L’ultimo tema affrontato nel museo è la coinvolgente battaglia di Campaldino che si svolse nella piana casentinese l’11 giugno 1289 accompagnata dai testi fondamentali delle cronache del tempo di Dino Compagni e Giovanni Villani.

Nel 1289, dopo mesi e mesi di conflitti contro i ghibellini aretini la città di Firenze (guelfa) decise di muovere un importante esercito. Nel consiglio di guerra tenutosi in Battistero si decise di non percorrere la strada consolidata del Valdarno ma di affrontare l’aspro passo della Consuma.

Il 2 giugno i primi armati uscirono dalla città del Fiore e cominciarono la lunga marcia lungo l’Arno fino a Pontassieve per intraprendere la strada verso Borselli e il passo della Consuma. L’ultima tappa fu l’accampamento a Monte al Pruno per disporsi al combattimento la mattina dell’11 giugno. Amerigo di Narbona era il comandante in capo ma di fatto il ruolo era ricoperto da Guglielmo di Durfort.

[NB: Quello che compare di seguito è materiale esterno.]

#![allow(dead_code)]

use std::collections::HashMap;
use std::io::Cursor;
use std::sync::atomic::{AtomicUsize, Ordering};
use std::sync::{Arc, Mutex};
use std::time::Duration;

use async_trait::async_trait;
use image::{DynamicImage, ImageFormat as RasterFormat, Rgb, RgbImage, Rgba, RgbaImage};
use image_clipboard_copier::image_copy::{
    ClipboardPayload, ClipboardWriter, CopierConfig, ImageClipboardCopier, ImageCopyError,
    ImageFetcher, RawImageBytes,
};
use tokio::sync::Notify;
use tokio_util::sync::CancellationToken;

/// 假下载器对某个 URL 的行为。
#[derive(Clone)]
pub enum Route {
    Bytes(Vec<u8>),
    Fail(String),
    /// 永不返回，用于超时与取消。
    Hang { started: Arc<Notify> },
    /// 通知 `started` 后等待 `release` 再返回。
    Gated {
        started: Arc<Notify>,
        release: Arc<Notify>,
        bytes: Vec<u8>,
    },
}

#[derive(Default)]
pub struct FakeFetcher {
    routes: Mutex<HashMap<String, Route>>,
    calls: AtomicUsize,
}

impl FakeFetcher {
    pub fn new() -> Self {
        Self::default()
    }

    pub fn route(self, url: &str, route: Route) -> Self {
        self.routes
            .lock()
            .expect("routes lock poisoned")
            .insert(url.to_string(), route);
        self
    }

    pub fn calls(&self) -> usize {
        self.calls.load(Ordering::SeqCst)
    }
}

#[async_trait]
impl ImageFetcher for FakeFetcher {
    async fn fetch(
        &self,
        url: &str,
        _config: &CopierConfig,
        _cancel: &CancellationToken,
    ) -> Result<RawImageBytes, ImageCopyError> {
        self.calls.fetch_add(1, Ordering::SeqCst);
        let route = self
            .routes
            .lock()
            .expect("routes lock poisoned")
            .get(url)
            .cloned();

        match route {
            Some(Route::Bytes(bytes)) => Ok(RawImageBytes::new(bytes, "fake")),
            Some(Route::Fail(message)) => Err(ImageCopyError::Fetch(message)),
            Some(Route::Hang { started }) => {
                started.notify_one();
                std::future::pending().await
            }
            Some(Route::Gated {
                started,
                release,
                bytes,
            }) => {
                started.notify_one();
                release.notified().await;
                Ok(RawImageBytes::new(bytes, "fake"))
            }
            None => Err(ImageCopyError::Fetch(format!("HTTP 404: {}", url))),
        }
    }
}

/// 记录每次写入的剪贴板。
#[derive(Default)]
pub struct RecordingClipboard {
    writes: Mutex<Vec<ClipboardPayload>>,
    fail_with: Option<String>,
}

impl RecordingClipboard {
    pub fn new() -> Self {
        Self::default()
    }

    pub fn failing(message: &str) -> Self {
        Self {
            writes: Mutex::new(Vec::new()),
            fail_with: Some(message.to_string()),
        }
    }

    pub fn writes(&self) -> Vec<ClipboardPayload> {
        self.writes.lock().expect("writes lock poisoned").clone()
    }

    pub fn last(&self) -> Option<ClipboardPayload> {
        self.writes().last().cloned()
    }
}

#[async_trait]
impl ClipboardWriter for RecordingClipboard {
    async fn write(&self, payload: ClipboardPayload) -> Result<(), ImageCopyError> {
        if let Some(message) = &self.fail_with {
            return Err(ImageCopyError::ClipboardWrite(message.clone()));
        }
        self.writes.lock().expect("writes lock poisoned").push(payload);
        Ok(())
    }
}

/// 在阻塞线程中睡眠后才记录写入，模拟慢速的系统剪贴板。
pub struct BlockingClipboard {
    delay: Duration,
    writes: Arc<Mutex<Vec<ClipboardPayload>>>,
}

impl BlockingClipboard {
    pub fn new(delay: Duration) -> Self {
        Self {
            delay,
            writes: Arc::new(Mutex::new(Vec::new())),
        }
    }

    pub fn writes(&self) -> Vec<ClipboardPayload> {
        self.writes.lock().expect("writes lock poisoned").clone()
    }
}

#[async_trait]
impl ClipboardWriter for BlockingClipboard {
    async fn write(&self, payload: ClipboardPayload) -> Result<(), ImageCopyError> {
        let delay = self.delay;
        let writes = Arc::clone(&self.writes);
        tokio::task::spawn_blocking(move || {
            std::thread::sleep(delay);
            writes.lock().expect("writes lock poisoned").push(payload);
        })
        .await
        .map_err(|e| ImageCopyError::ClipboardWrite(e.to_string()))
    }
}

/// 永不完成的剪贴板，用于写入超时。
pub struct StuckClipboard;

#[async_trait]
impl ClipboardWriter for StuckClipboard {
    async fn write(&self, _payload: ClipboardPayload) -> Result<(), ImageCopyError> {
        std::future::pending().await
    }
}

pub fn copier(
    config: CopierConfig,
    fetcher: Arc<FakeFetcher>,
    clipboard: Arc<RecordingClipboard>,
) -> ImageClipboardCopier {
    ImageClipboardCopier::with_parts(config, fetcher, clipboard).expect("valid config")
}

pub fn png_bytes(width: u32, height: u32) -> Vec<u8> {
    let image = RgbaImage::from_fn(width, height, |x, y| {
        Rgba([(x * 7) as u8, (y * 3) as u8, 200, 255])
    });
    encode(DynamicImage::ImageRgba8(image), RasterFormat::Png)
}

pub fn jpeg_bytes(width: u32, height: u32) -> Vec<u8> {
    let image = RgbImage::from_fn(width, height, |x, y| Rgb([x as u8, y as u8, 128]));
    encode(DynamicImage::ImageRgb8(image), RasterFormat::Jpeg)
}

fn encode(image: DynamicImage, format: RasterFormat) -> Vec<u8> {
    let mut buf = Vec::new();
    image
        .write_to(&mut Cursor::new(&mut buf), format)
        .expect("encode test image failed");
    buf
}

pub const PNG_SIGNATURE: [u8; 8] = [0x89, b'P', b'N', b'G', 0x0D, 0x0A, 0x1A, 0x0A];
#[cfg(test)]
mod tests {
    use super::*;
    use std::io::{Read, Write};
    use std::net::{SocketAddr, TcpListener};
    use std::thread::{self, JoinHandle};

    fn serve_once(head: String, body: Vec<u8>) -> (SocketAddr, JoinHandle<()>) {
        let listener = TcpListener::bind("127.0.0.1:0").expect("bind test server failed");
        let addr = listener.local_addr().expect("read local addr failed");

        let server = thread::spawn(move || {
            let (mut stream, _) = listener.accept().expect("accept failed");

            let mut req_buf = [0u8; 1024];
            let _ = stream.read(&mut req_buf);

            stream.write_all(head.as_bytes()).expect("write headers failed");
            stream.write_all(&body).expect("write body failed");
            stream.flush().expect("flush failed");
        });

        (addr, server)
    }

    #[tokio::test]
    async fn fetch_returns_body_bytes() {
        let body = vec![137_u8, 80, 78, 71, 13, 10, 26, 10, 1, 2, 3, 4];
        let head = format!(
            "HTTP/1.1 200 OK\r\nContent-Type: image/png\r\nContent-Length: {}\r\nConnection: close\r\n\r\n",
            body.len()
        );
        let (addr, server) = serve_once(head, body.clone());

        let url = format!("http://127.0.0.1:{}/icon.png", addr.port());
        let raw = HttpFetcher::new()
            .fetch(&url, &CopierConfig::default(), &CancellationToken::new())
            .await
            .expect("fetch should succeed");

        server.join().expect("server thread failed");

        assert_eq!(raw.bytes().as_ref(), body.as_slice());
        assert_eq!(raw.source_hint(), "http");
        assert_eq!(raw.sniffed_mime(), Some("image/png"));
    }

    #[tokio::test]
    async fn fetch_maps_not_found_to_fetch_error() {
        let head =
            "HTTP/1.1 404 Not Found\r\nContent-Length: 0\r\nConnection: close\r\n\r\n".to_string();
        let (addr, server) = serve_once(head, Vec::new());

        let url = format!("http://127.0.0.1:{}/missing.png", addr.port());
        let result = HttpFetcher::new()
            .fetch(&url, &CopierConfig::default(), &CancellationToken::new())
            .await;

        server.join().expect("server thread failed");

        match result {
            Err(ImageCopyError::Fetch(message)) => assert!(message.contains("404")),
            other => panic!("expected fetch error, got {other:?}"),
        }
    }

    #[tokio::test]
    async fn fetch_rejects_oversized_content_length() {
        let head = "HTTP/1.1 200 OK\r\nContent-Type: image/png\r\nContent-Length: 4096\r\nConnection: close\r\n\r\n"
            .to_string();
        let (addr, server) = serve_once(head, Vec::new());

        let config = CopierConfig {
            max_file_size: 1024,
            ..CopierConfig::default()
        };
        let url = format!("http://127.0.0.1:{}/big.png", addr.port());
        let result = HttpFetcher::new()
            .fetch(&url, &config, &CancellationToken::new())
            .await;

        server.join().expect("server thread failed");

        assert!(matches!(result, Err(ImageCopyError::Fetch(_))));
    }

    #[tokio::test]
    async fn fetch_maps_server_error_to_fetch_error() {
        let head = "HTTP/1.1 503 Service Unavailable\r\nContent-Length: 0\r\nConnection: close\r\n\r\n"
            .to_string();
        let (addr, server) = serve_once(head, Vec::new());

        let url = format!("http://127.0.0.1:{}/busy.png", addr.port());
        let result = HttpFetcher::new()
            .fetch(&url, &CopierConfig::default(), &CancellationToken::new())
            .await;

        server.join().expect("server thread failed");

        match result {
            Err(ImageCopyError::Fetch(message)) => {
                assert!(message.contains("503"));
                assert!(message.contains("服务器错误"));
            }
            other => panic!("expected fetch error, got {other:?}"),
        }
    }

    #[tokio::test]
    async fn fetch_maps_refused_connection_to_fetch_error() {
        let port = {
            let listener = TcpListener::bind("127.0.0.1:0").expect("bind test server failed");
            listener.local_addr().expect("read local addr failed").port()
        };

        let url = format!("http://127.0.0.1:{}/a.png?token=secret", port);
        let result = HttpFetcher::new()
            .fetch(&url, &CopierConfig::default(), &CancellationToken::new())
            .await;

        match result {
            Err(ImageCopyError::Fetch(message)) => assert!(!message.contains("secret")),
            other => panic!("expected fetch error, got {other:?}"),
        }
    }

    #[tokio::test]
    async fn fetch_bounds_streamed_body_without_content_length() {
        let head = "HTTP/1.1 200 OK\r\nContent-Type: image/png\r\nConnection: close\r\n\r\n".to_string();
        let (addr, server) = serve_once(head, vec![0_u8; 4096]);

        let config = CopierConfig {
            max_file_size: 1024,
            ..CopierConfig::default()
        };
        let url = format!("http://127.0.0.1:{}/stream.png", addr.port());
        let result = HttpFetcher::new()
            .fetch(&url, &config, &CancellationToken::new())
            .await;

        server.join().expect("server thread failed");

        match result {
            Err(ImageCopyError::Fetch(message)) => assert!(message.contains("文件过大")),
            other => panic!("expected fetch error, got {other:?}"),
        }
    }

    #[tokio::test]
    async fn fetch_rejects_empty_body() {
        let head = "HTTP/1.1 200 OK\r\nContent-Type: image/png\r\nContent-Length: 0\r\nConnection: close\r\n\r\n"
            .to_string();
        let (addr, server) = serve_once(head, Vec::new());

        let url = format!("http://127.0.0.1:{}/empty.png", addr.port());
        let result = HttpFetcher::new()
            .fetch(&url, &CopierConfig::default(), &CancellationToken::new())
            .await;

        server.join().expect("server thread failed");

        assert_eq!(result.map(|raw| raw.len()), Err(ImageCopyError::Fetch("响应内容为空".to_string())));
    }

    #[tokio::test]
    async fn fetch_honours_cancelled_token() {
        let token = CancellationToken::new();
        token.cancel();

        // 端口 9 (discard) 通常无人监听；取消分支优先，不会真正等待连接结果。
        let result = HttpFetcher::new()
            .fetch("http://127.0.0.1:9/a.png", &CopierConfig::default(), &token)
            .await;

        assert!(matches!(
            result,
            Err(ImageCopyError::Cancelled { stage: CopyStage::Fetching })
        ));
    }

    #[tokio::test]
    async fn fetch_rejects_unsupported_scheme() {
        let result = HttpFetcher::new()
            .fetch("ftp://host/a.png", &CopierConfig::default(), &CancellationToken::new())
            .await;

        assert!(matches!(result, Err(ImageCopyError::Fetch(_))));
    }

    #[tokio::test]
    async fn fetch_decodes_data_url_without_network() {
        let png_signature = [137_u8, 80, 78, 71, 13, 10, 26, 10];
        let url = format!(
            "data:image/png;base64,{}",
            general_purpose::STANDARD.encode(png_signature)
        );

        let raw = HttpFetcher::new()
            .fetch(&url, &CopierConfig::default(), &CancellationToken::new())
            .await
            .expect("data url should decode");

        assert_eq!(raw.bytes().as_ref(), &png_signature);
        assert_eq!(raw.source_hint(), "data-url");
    }

    #[tokio::test]
    async fn fetch_refuses_data_url_when_disabled() {
        let config = CopierConfig {
            allow_data_urls: false,
            ..CopierConfig::default()
        };

        let result = HttpFetcher::new()
            .fetch("data:image/png;base64,AAAA", &config, &CancellationToken::new())
            .await;

        assert!(matches!(result, Err(ImageCopyError::Fetch(_))));
    }

    #[test]
    fn data_url_size_is_checked_before_decode() {
        let huge = format!("data:image/png;base64,{}", "A".repeat(1024 * 1024));
        let result = HttpFetcher::decode_data_url(&huge, 32);

        assert!(matches!(result, Err(ImageCopyError::Fetch(_))));
    }

    #[test]
    fn content_type_parser_accepts_image_with_params() {
        assert!(HttpFetcher::is_image_content_type("image/png; charset=utf-8"));
        assert!(HttpFetcher::is_image_content_type("IMAGE/JPEG"));
        assert!(!HttpFetcher::is_image_content_type("text/html; charset=utf-8"));
    }

    #[test]
    fn redact_url_for_log_removes_query_and_fragment() {
        let redacted = redact_url_for_log("https://example.com:8443/path/img.png?token=abc123#hash");

        assert_eq!(redacted, "https://example.com:8443/path/img.png");
        assert_eq!(redact_url_for_log("data:image/png;base64,AAAA"), "<data-url>");
    }
}
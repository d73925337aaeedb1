//! # 格式识别
//!
//! 文件名后缀在请求边界处解析为 `ImageFormat`，流水线只按枚举分派。
//! 后缀匹配区分大小写：`photo.JPG` 视为不支持。

use std::fmt;

use serde::Serialize;

/// 复制链路可处理的源格式。
#[derive(Debug, Clone, PartialEq, Eq, Hash, Serialize)]
#[serde(rename_all = "snake_case")]
pub enum ImageFormat {
    /// `.jpg` / `.jpeg`，需要重新编码为 PNG。
    Jpeg,
    /// `.png`，原样写入剪贴板。
    Png,
    /// 其他后缀（保存最后一个 `.` 之后的原始文本，没有 `.` 时为空串）。
    Unsupported(String),
}

impl ImageFormat {
    /// 根据声明的文件名解析格式。
    ///
    /// ```
    /// use image_clipboard_copier::image_copy::ImageFormat;
    ///
    /// assert_eq!(ImageFormat::from_declared_name("a.jpeg"), ImageFormat::Jpeg);
    /// assert_eq!(ImageFormat::from_declared_name("b.png"), ImageFormat::Png);
    /// assert_eq!(
    ///     ImageFormat::from_declared_name("c.gif"),
    ///     ImageFormat::Unsupported("gif".to_string())
    /// );
    /// ```
    pub fn from_declared_name(name: &str) -> Self {
        if name.ends_with(".jpg") || name.ends_with(".jpeg") {
            Self::Jpeg
        } else if name.ends_with(".png") {
            Self::Png
        } else {
            let suffix = name
                .rsplit_once('.')
                .map(|(_, suffix)| suffix)
                .unwrap_or_default();
            Self::Unsupported(suffix.to_string())
        }
    }

    /// 是否需要解码并重新编码为 PNG。
    pub fn needs_reencode(&self) -> bool {
        matches!(self, Self::Jpeg)
    }

    /// 声明格式对应的 MIME（不支持时为 `None`）。
    pub fn mime_type(&self) -> Option<&'static str> {
        match self {
            Self::Jpeg => Some("image/jpeg"),
            Self::Png => Some("image/png"),
            Self::Unsupported(_) => None,
        }
    }
}

impl fmt::Display for ImageFormat {
    fn fmt(&self, f: &mut fmt::Formatter<'_>) -> fmt::Result {
        match self {
            Self::Jpeg => f.write_str("jpeg"),
            Self::Png => f.write_str("png"),
            Self::Unsupported(suffix) => write!(f, "unsupported({suffix})"),
        }
    }
}
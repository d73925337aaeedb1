//! # 剪贴板写入模块
//!
//! ## 设计思路
//!
//! 将与操作系统剪贴板交互的逻辑独立在 `ClipboardWriter` trait 之后，便于隔离平台不稳定因素，
//! 也让编排层可以在测试中注入内存实现。
//!
//! ## 实现思路
//!
//! `SystemClipboard` 基于 `arboard`：
//! - `arboard` 只接受 RGBA 像素，因此先把 PNG 负载解码为 RGBA，再由 `arboard` 按平台格式写入。
//! - 解码与写入都在阻塞线程中执行，避免阻塞 async 运行时。
//! - 写入失败不重试，直接上报 `ClipboardWrite`。
//!
//! X11/Wayland 下剪贴板内容由写入进程持有，进程退出后内容随之消失（除非有剪贴板管理器接管）。
//! 短生命周期的进程（命令行）使用 `retaining_for_handoff` 创建实例，退出前调用
//! `wait_for_handoff`：以同一张图片重新占有选区，直到其他程序接管或等待超时。

use std::borrow::Cow;
use std::sync::{Arc, Mutex, PoisonError};
use std::time::Duration;

use async_trait::async_trait;
use image::{GenericImageView, ImageFormat};

use super::ImageCopyError;
use super::source::ClipboardPayload;

/// 写入系统剪贴板的能力。
#[async_trait]
pub trait ClipboardWriter: Send + Sync {
    /// 将 PNG 负载作为图片条目写入剪贴板。
    async fn write(&self, payload: ClipboardPayload) -> Result<(), ImageCopyError>;
}

#[derive(Debug)]
struct RetainedImage {
    width: usize,
    height: usize,
    rgba: Vec<u8>,
}

/// 基于 `arboard` 的系统剪贴板实现。
#[derive(Debug, Default, Clone)]
pub struct SystemClipboard {
    retain_for_handoff: bool,
    retained: Arc<Mutex<Option<RetainedImage>>>,
}

impl SystemClipboard {
    pub fn new() -> Self {
        Self::default()
    }

    /// 写入成功后保留最后一张图片的像素，供 [`wait_for_handoff`](Self::wait_for_handoff) 使用。
    pub fn retaining_for_handoff() -> Self {
        Self {
            retain_for_handoff: true,
            ..Self::default()
        }
    }

    /// 在阻塞线程中执行：PNG → RGBA → arboard。
    fn write_blocking(&self, payload: &ClipboardPayload) -> Result<(), ImageCopyError> {
        let decoded = image::load_from_memory_with_format(payload.bytes(), ImageFormat::Png)
            .map_err(|e| ImageCopyError::ClipboardWrite(format!("剪贴板负载不是有效 PNG：{}", e)))?;
        let (width, height) = decoded.dimensions();
        let rgba = decoded.into_rgba8();

        let mut clipboard = arboard::Clipboard::new()
            .map_err(|e| ImageCopyError::ClipboardWrite(format!("无法访问剪贴板：{}", e)))?;

        let image_data = arboard::ImageData {
            width: width as usize,
            height: height as usize,
            bytes: Cow::Borrowed(rgba.as_raw()),
        };

        clipboard
            .set_image(image_data)
            .map_err(|e| ImageCopyError::ClipboardWrite(format!("复制失败：{}", e)))?;

        self.retain(width as usize, height as usize, rgba.into_raw());
        Ok(())
    }

    fn retain(&self, width: usize, height: usize, rgba: Vec<u8>) {
        if !self.retain_for_handoff {
            return;
        }
        *self.retained.lock().unwrap_or_else(PoisonError::into_inner) = Some(RetainedImage {
            width,
            height,
            rgba,
        });
    }

    /// 阻塞等待其他程序接管剪贴板，最长 `max_wait`。
    ///
    /// 没有保留的图片时立即返回 `Ok(false)`；非 Linux 平台内容由系统持有，同样直接返回。
    pub fn wait_for_handoff(&self, max_wait: Duration) -> Result<bool, ImageCopyError> {
        let retained = self
            .retained
            .lock()
            .unwrap_or_else(PoisonError::into_inner)
            .take();
        let Some(image) = retained else {
            return Ok(false);
        };

        Self::hold_selection(image, max_wait)?;
        Ok(true)
    }

    #[cfg(target_os = "linux")]
    fn hold_selection(image: RetainedImage, max_wait: Duration) -> Result<(), ImageCopyError> {
        use arboard::SetExtLinux;

        let mut clipboard = arboard::Clipboard::new()
            .map_err(|e| ImageCopyError::ClipboardWrite(format!("无法访问剪贴板：{}", e)))?;

        clipboard
            .set()
            .wait_until(std::time::Instant::now() + max_wait)
            .image(arboard::ImageData {
                width: image.width,
                height: image.height,
                bytes: Cow::Owned(image.rgba),
            })
            .map_err(|e| ImageCopyError::ClipboardWrite(format!("保持剪贴板所有权失败：{}", e)))
    }

    #[cfg(not(target_os = "linux"))]
    fn hold_selection(_image: RetainedImage, _max_wait: Duration) -> Result<(), ImageCopyError> {
        Ok(())
    }
}

#[async_trait]
impl ClipboardWriter for SystemClipboard {
    async fn write(&self, payload: ClipboardPayload) -> Result<(), ImageCopyError> {
        log::debug!(
            "📋 准备写入剪贴板 - {} {} bytes",
            payload.mime_type(),
            payload.len()
        );

        let writer = self.clone();
        tokio::task::spawn_blocking(move || writer.write_blocking(&payload))
            .await
            .map_err(|e| ImageCopyError::ClipboardWrite(format!("线程执行失败：{}", e)))?
    }
}
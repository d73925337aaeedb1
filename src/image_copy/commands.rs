//! # 命令层
//!
//! 命令层仅做入参接收与结果整形，不承载业务逻辑。
//! 所有实际处理交由 `ImageCopyService`，输出统一为可序列化的 `CopyCommandResult`。

use serde::Serialize;

use super::{CopyOutcome, CopyReport, CopyStage, ImageCopyService};

/// 复制命令的对外结果。
#[derive(Debug, Clone, Serialize)]
pub struct CopyCommandResult {
    /// `copied` / `superseded` / `failed`
    pub status: &'static str,
    pub code: Option<&'static str>,
    pub stage: Option<CopyStage>,
    pub message: String,
    pub report: Option<CopyReport>,
}

impl CopyCommandResult {
    pub fn is_failure(&self) -> bool {
        self.status == "failed"
    }
}

impl From<CopyOutcome> for CopyCommandResult {
    fn from(outcome: CopyOutcome) -> Self {
        match outcome {
            CopyOutcome::Copied(report) => Self {
                status: "copied",
                code: None,
                stage: Some(CopyStage::Succeeded),
                message: "图片已复制到剪贴板".to_string(),
                report: Some(report),
            },
            CopyOutcome::Superseded { generation } => Self {
                status: "superseded",
                code: None,
                stage: None,
                message: format!("请求 #{} 已被更新的复制请求取代", generation),
                report: None,
            },
            CopyOutcome::Failed(error) => Self {
                status: "failed",
                code: Some(error.code()),
                stage: Some(error.stage()),
                message: error.to_string(),
                report: None,
            },
        }
    }
}

/// 下载图片并复制到系统剪贴板。
pub async fn copy_image(
    service: &ImageCopyService,
    request_id: &str,
    declared_name: &str,
    url: &str,
) -> CopyCommandResult {
    service.copy(request_id, declared_name, url).await.into()
}

/// 取消进行中的复制请求。
pub fn cancel_copy(service: &ImageCopyService, request_id: &str) -> CopyCommandResult {
    if service.cancel(request_id) {
        CopyCommandResult {
            status: "cancelled",
            code: None,
            stage: None,
            message: format!("已取消请求 {}", request_id),
            report: None,
        }
    } else {
        CopyCommandResult {
            status: "not_found",
            code: None,
            stage: None,
            message: format!("未找到进行中的请求 {}", request_id),
            report: None,
        }
    }
}
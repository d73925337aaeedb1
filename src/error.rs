//! 统一错误类型模块
//!
//! # 设计思路
//!
//! 复制流水线内部的失败由 `ImageCopyError` 表达，并且永远以 `CopyOutcome` 的形式返回；
//! 这里的 `AppError` 只覆盖流水线之外的应用级失败：读取配置文件、解析配置、初始化复制器。
//!
//! # 实现思路
//!
//! - 使用 `thiserror` 派生可读错误消息。
//! - 为 `ImageCopyError`、`std::io::Error` 提供 `From` 转换，无需手动 map。

use crate::image_copy::ImageCopyError;

/// 应用级统一错误类型
#[derive(Debug, thiserror::Error)]
pub enum AppError {
    /// 配置文件内容无效
    #[error("配置错误: {0}")]
    Config(String),

    /// 图片复制组件初始化或配置校验失败
    #[error("{0}")]
    Copy(#[from] ImageCopyError),

    /// 文件系统 I/O 错误
    #[error("文件系统错误: {0}")]
    Io(#[from] std::io::Error),
}
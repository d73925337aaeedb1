//! # 图片复制模块（image_copy）
//!
//! ## 设计思路
//!
//! 该模块将“格式识别 → 下载 → 解码/编码 → 写入剪贴板 → 命令输出”按职责拆分为多个子模块，
//! 避免单文件膨胀与耦合。
//!
//! - `commands`：仅做入参/出参适配（薄封装）
//! - `service`：请求 id 与取消令牌管理
//! - `handler`：编排整条处理流水线（超时、取消、阶段耗时）
//! - `fetcher`：HTTP / data URL 下载
//! - `pipeline`：解码、像素限制、PNG 编码
//! - `clipboard_writer`：写入系统剪贴板
//! - `gate`：剪贴板写入串行化与过期请求丢弃
//! - `config/error/format/source`：配置、错误、格式、中间数据模型
//!
//! ## 调用链
//!
//! ```text
//! 调用方（UI 点击 / 命令行）
//!    ↓
//! commands.rs（结果整形）
//!    ↓
//! service.rs（请求 id → 取消令牌）
//!    ↓
//! handler.rs（统一编排 + 阶段耗时日志）
//!    ├─ format.rs（文件名 → ImageFormat，一次解析）
//!    ├─ fetcher.rs（下载 + 体积/超时校验）
//!    ├─ pipeline.rs（解码 + 像素限制 + PNG 编码）
//!    ├─ gate.rs（领取令牌 / 获取写入权）
//!    └─ clipboard_writer.rs（写剪贴板）
//!    ↓
//! CopyOutcome 返回调用方
//! ```

pub mod commands;
mod clipboard_writer;
mod config;
mod error;
mod fetcher;
mod format;
mod gate;
mod handler;
mod pipeline;
mod service;
mod source;

pub use clipboard_writer::{ClipboardWriter, SystemClipboard};
pub use config::CopierConfig;
pub use error::ImageCopyError;
pub use fetcher::{HttpFetcher, ImageFetcher};
pub use format::ImageFormat;
pub use gate::WriteTicket;
pub use handler::{CopyOutcome, CopyReport, ImageClipboardCopier};
pub use service::ImageCopyService;
pub use source::{CLIPBOARD_MIME_TYPE, ClipboardPayload, CopyStage, ImageRequest, RawImageBytes};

Mentre i fiorentini stavano preparando l’attacco, i ghibellini, nell’ipotesi che il percorso dei fiorentini sarebbe stato attraverso il Valdarno, inviarono un contingente di armati verso Laterina. Fra il 7 e l’8 giugno, in completo ritardo, gli aretini presero atto che la realtà dei fatti era invece un’altra: in fretta e furia richiamarono tutti i cavalieri dal Valdarno e, insieme a tutte le masnade ed i feudatari fedeli all’Impero, compresi i fuoriusciti fiorentini ghibellini, mossero con l’intero esercito verso il Casentino decidendo di appostarsi nella piana di Campaldino per affrontare l’esercito guelfo. Al comando degli aretini era il vescovo Guglielmino degli Ubertini.

Gli aretini erano in grossa inferiorità numerica sia nella fanteria che nella cavalleria, fu deciso un attacco in forza per cercare di sbaragliare il fronte guelfo. L’impatto fu violento; nella prima linea dei feditori fiorentini, guidati da Vieri de’ Cerchi, c’era il giovane Dante Alighieri. Lo sfondamento in parte riuscì, ma le seconde linee fiorentine, soprattutto i fanti e i balestrieri, riuscirono a reggere l’urto e a colpire mortalmente moltissimi cavalieri aretini fra cui Bonconte da Montefeltro. Il colpo finale lo dette l’intervento della cavalleria di riserva fiorentina guidata da Corso Donati che, disobbedendo agli ordini ricevuti, intervenne nella mischia della battaglia. I due condottieri, il Durfort e il vescovo Ubertini, morirono; i fiorentini a fine giornata riportarono l’importante vittoria che fu dedicata a San Barnaba, il santo del giorno.

Dopo la battaglia di Campaldino Dante Alighieri cominciò la sua appassionante partecipazione alla vita politica; tornò in Casentino dopo la sentenza di condanna a morte nel suo triste esilio. Oltre al Poeta viene omaggiato il mito di Bonconte da Montefeltro, uno dei comandanti ghibellini, che morì in battaglia.

Alla battaglia di Campaldino è dedicato il suggestivo plastico con oltre 4.000 soldatini in scala in stagno e piombo dipinti a mano che illustra gli schieramenti all’inizio della battaglia. Inoltre, si possono ammirare due dipinti: I colori della battaglia di Silvano Campeggi e Gli eroi di Campaldino di Luca Ferrotti, l’audio Il sabato di San Barnaba e un video rievocativo.